'''

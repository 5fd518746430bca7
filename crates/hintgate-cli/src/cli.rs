use clap::{Parser, Subcommand, ValueEnum};
use hintgate_gate::GateMode;

#[derive(Parser)]
#[command(
    name = "hintgate",
    about = "Hintgate: deterministic hint-content indexing and replay checksum gating",
    version
)]
pub struct Cli {
    #[command(subcommand)]
    pub command: Commands,
}

#[derive(Subcommand)]
pub enum Commands {
    /// Map a raw error label onto a canonical dataset subtype
    Canonicalize {
        /// Raw error label, e.g. "Unknown Column"
        label: String,

        /// Path to hintgate.toml
        #[arg(long, default_value = "hintgate.toml")]
        config: String,

        /// Output as JSON
        #[arg(long)]
        json: bool,
    },

    /// Canonicalize a label, then deterministically pick one dataset row
    SelectRow {
        /// Raw or canonical error label
        subtype: String,

        /// Selection seed, e.g. "<learner>:<problem>"
        #[arg(long)]
        seed: String,

        /// Path to hintgate.toml
        #[arg(long, default_value = "hintgate.toml")]
        config: String,

        /// Output as JSON
        #[arg(long)]
        json: bool,
    },

    /// Index the dataset and check fallback presence and subtype coverage
    DatasetCheck {
        /// Path to hintgate.toml
        #[arg(long, default_value = "hintgate.toml")]
        config: String,

        /// Output as JSON
        #[arg(long)]
        json: bool,
    },

    /// Convert ladder source assets into the hint-ladder map artifact
    LadderConvert {
        /// Path to hintgate.toml
        #[arg(long, default_value = "hintgate.toml")]
        config: String,

        /// Output as JSON
        #[arg(long)]
        json: bool,
    },

    /// Run the converter twice and verify idempotency and artifact invariants
    LadderVerify {
        /// Path to hintgate.toml
        #[arg(long, default_value = "hintgate.toml")]
        config: String,

        /// Output as JSON
        #[arg(long)]
        json: bool,
    },

    /// Replay the configured fixture and write the policy-only output
    ReplayHarness {
        /// Path to hintgate.toml
        #[arg(long, default_value = "hintgate.toml")]
        config: String,

        /// Output as JSON
        #[arg(long)]
        json: bool,
    },

    /// Compare two replay outputs on policy fields
    TraceParity {
        /// Recorded replay output
        left: String,

        /// Second replay output (defaults to a fresh replay from config)
        right: Option<String>,

        /// Path to hintgate.toml
        #[arg(long, default_value = "hintgate.toml")]
        config: String,

        /// Output as JSON
        #[arg(long)]
        json: bool,
    },

    /// Check the policy checksum against the baseline, or update the baseline
    ChecksumGate {
        /// Gate mode
        #[arg(long, value_enum, default_value_t = GateModeArg::Check)]
        mode: GateModeArg,

        /// Path to hintgate.toml
        #[arg(long, default_value = "hintgate.toml")]
        config: String,

        /// Output as JSON
        #[arg(long)]
        json: bool,
    },
}

#[derive(Clone, Copy, Debug, ValueEnum)]
pub enum GateModeArg {
    #[value(name = "check")]
    Check,
    #[value(name = "update")]
    Update,
}

impl From<GateModeArg> for GateMode {
    fn from(value: GateModeArg) -> Self {
        match value {
            GateModeArg::Check => Self::Check,
            GateModeArg::Update => Self::Update,
        }
    }
}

'''

What you return should match the data character for character.

-- Task solution --
repository 5fd518746430bca7
filename crates/hintgate-cli/src/cli.rs
use clap::{Parser, Subcommand, ValueEnum};
use hintgate_gate::GateMode;

#[derive(Parser)]
#[command(
    name = "hintgate",
    about = "Hintgate: deterministic hint-content indexing and replay checksum gating",
    version
)]
pub struct Cli {
    #[command(subcommand)]
    pub command: Commands,
}

#[derive(Subcommand)]
pub enum Commands {
    /// Map a raw error label onto a canonical dataset subtype
    Canonicalize {
        /// Raw error label, e.g. "Unknown Column"
        label: String,

        /// Path to hintgate.toml
        #[arg(long, default_value = "hintgate.toml")]
        config: String,

        /// Output as JSON
        #[arg(long)]
        json: bool,
    },

    /// Canonicalize a label, then deterministically pick one dataset row
    SelectRow {
        /// Raw or canonical error label
        subtype: String,

        /// Selection seed, e.g. "<learner>:<problem>"
        #[arg(long)]
        seed: String,

        /// Path to hintgate.toml
        #[arg(long, default_value = "hintgate.toml")]
        config: String,

        /// Output as JSON
        #[arg(long)]
        json: bool,
    },

    /// Index the dataset and check fallback presence and subtype coverage
    DatasetCheck {
        /// Path to hintgate.toml
        #[arg(long, default_value = "hintgate.toml")]
        config: String,

        /// Output as JSON
        #[arg(long)]
        json: bool,
    },

    /// Convert ladder source assets into the hint-ladder map artifact
    LadderConvert {
        /// Path to hintgate.toml
        #[arg(long, default_value = "hintgate.toml")]
        config: String,

        /// Output as JSON
        #[arg(long)]
        json: bool,
    },

    /// Run the converter twice and verify idempotency and artifact invariants
    LadderVerify {
        /// Path to hintgate.toml
        #[arg(long, default_value = "hintgate.toml")]
        config: String,

        /// Output as JSON
        #[arg(long)]
        json: bool,
    },

    /// Replay the configured fixture and write the policy-only output
    ReplayHarness {
        /// Path to hintgate.toml
        #[arg(long, default_value = "hintgate.toml")]
        config: String,

        /// Output as JSON
        #[arg(long)]
        json: bool,
    },

    /// Compare two replay outputs on policy fields
    TraceParity {
        /// Recorded replay output
        left: String,

        /// Second replay output (defaults to a fresh replay from config)
        right: Option<String>,

        /// Path to hintgate.toml
        #[arg(long, default_value = "hintgate.toml")]
        config: String,

        /// Output as JSON
        #[arg(long)]
        json: bool,
    },

    /// Check the policy checksum against the baseline, or update the baseline
    ChecksumGate {
        /// Gate mode
        #[arg(long, value_enum, default_value_t = GateModeArg::Check)]
        mode: GateModeArg,

        /// Path to hintgate.toml
        #[arg(long, default_value = "hintgate.toml")]
        config: String,

        /// Output as JSON
        #[arg(long)]
        json: bool,
    },
}

#[derive(Clone, Copy, Debug, ValueEnum)]
pub enum GateModeArg {
    #[value(name = "check")]
    Check,
    #[value(name = "update")]
    Update,
}

impl From<GateModeArg> for GateMode {
    fn from(value: GateModeArg) -> Self {
        match value {
            GateModeArg::Check => Self::Check,
            GateModeArg::Update => Self::Update,
        }
    }
}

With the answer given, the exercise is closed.